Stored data

------

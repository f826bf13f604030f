//! Record domain types.
//!
//! A record is one row of the browser: a person's `about` block (name, status,
//! email) and `details` block (date, inviter). The wire shape is camelCase JSON
//! with `YYYY-MM-DD` dates.

use chrono::NaiveDate;
use serde::{Deserialize, Serialize};
use std::fmt;

// ===== RecordId =====

/// Identifier of a record. Unique within a page and the sole key used
/// to target status mutations.
///
/// Smart constructor rejects empty and whitespace-only ids.
#[derive(Debug, Clone, PartialEq, Eq, Hash, PartialOrd, Ord, Serialize, Deserialize)]
#[serde(try_from = "String", into = "String")]
pub struct RecordId(String);

impl RecordId {
    /// Smart constructor: validates non-empty id.
    pub fn new(raw: impl Into<String>) -> Result<Self, InvalidRecordId> {
        let raw = raw.into();
        if raw.trim().is_empty() {
            return Err(InvalidRecordId::Empty);
        }
        Ok(Self(raw))
    }

    /// The raw id.
    pub fn as_str(&self) -> &str {
        &self.0
    }
}

impl fmt::Display for RecordId {
    fn fmt(&self, f: &mut fmt::Formatter<'_>) -> fmt::Result {
        f.write_str(&self.0)
    }
}

impl TryFrom<String> for RecordId {
    type Error = InvalidRecordId;

    fn try_from(value: String) -> Result<Self, Self::Error> {
        Self::new(value)
    }
}

impl From<RecordId> for String {
    fn from(id: RecordId) -> Self {
        id.0
    }
}

/// Rejected record id.
#[derive(Debug, Clone, PartialEq, Eq, thiserror::Error)]
pub enum InvalidRecordId {
    /// Empty or whitespace-only id.
    #[error("Record ID cannot be empty")]
    Empty,
}

// ===== Status =====

/// Account status of a record.
#[derive(Debug, Clone, Copy, PartialEq, Eq, Hash, Serialize, Deserialize)]
#[serde(rename_all = "SCREAMING_SNAKE_CASE")]
pub enum Status {
    /// Account in good standing.
    Active,
    /// Account not in use.
    Inactive,
    /// Account locked out.
    Blocked,
}

impl Status {
    /// All statuses in the order the UI offers them.
    pub const ALL: [Status; 3] = [Status::Active, Status::Inactive, Status::Blocked];

    /// Wire label (`"ACTIVE"`, `"INACTIVE"`, `"BLOCKED"`).
    pub fn label(self) -> &'static str {
        match self {
            Status::Active => "ACTIVE",
            Status::Inactive => "INACTIVE",
            Status::Blocked => "BLOCKED",
        }
    }

    /// Parse a wire label. Case-insensitive.
    pub fn parse(raw: &str) -> Option<Self> {
        Status::ALL
            .into_iter()
            .find(|status| status.label().eq_ignore_ascii_case(raw.trim()))
    }
}

impl fmt::Display for Status {
    fn fmt(&self, f: &mut fmt::Formatter<'_>) -> fmt::Result {
        f.write_str(self.label())
    }
}

// ===== Record =====

/// Identity and status of a record.
#[derive(Debug, Clone, PartialEq, Eq, Serialize, Deserialize)]
pub struct About {
    /// Display name. Searched by the filter bar.
    pub name: String,
    /// Account status.
    pub status: Status,
    /// Contact address.
    pub email: String,
}

/// Provenance of a record.
#[derive(Debug, Clone, PartialEq, Eq, Serialize, Deserialize)]
pub struct Details {
    /// Calendar date, `YYYY-MM-DD` on the wire.
    pub date: NaiveDate,
    /// Who invited this record. `invitedBy` on the wire.
    #[serde(rename = "invitedBy")]
    pub invited_by: String,
}

/// One browsable record.
#[derive(Debug, Clone, PartialEq, Eq, Serialize, Deserialize)]
pub struct Record {
    /// Unique within a page.
    pub id: RecordId,
    /// Identity and status.
    pub about: About,
    /// Date and inviter.
    pub details: Details,
}

impl Record {
    /// Copy of this record with `about.status` replaced. All other fields are kept.
    pub fn with_status(&self, status: Status) -> Self {
        Self {
            about: About {
                status,
                ..self.about.clone()
            },
            ..self.clone()
        }
    }

    /// Shorthand for `about.status`.
    pub fn status(&self) -> Status {
        self.about.status
    }
}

------

• **About this task**:
Find each line in the records holding the string "Result" and show it.

• **Solution for this exercise**:
    pub fn new(raw: impl Into<String>) -> Result<Self, InvalidRecordId> {
    fn fmt(&self, f: &mut fmt::Formatter<'_>) -> fmt::Result {
    fn try_from(value: String) -> Result<Self, Self::Error> {
    fn fmt(&self, f: &mut fmt::Formatter<'_>) -> fmt::Result {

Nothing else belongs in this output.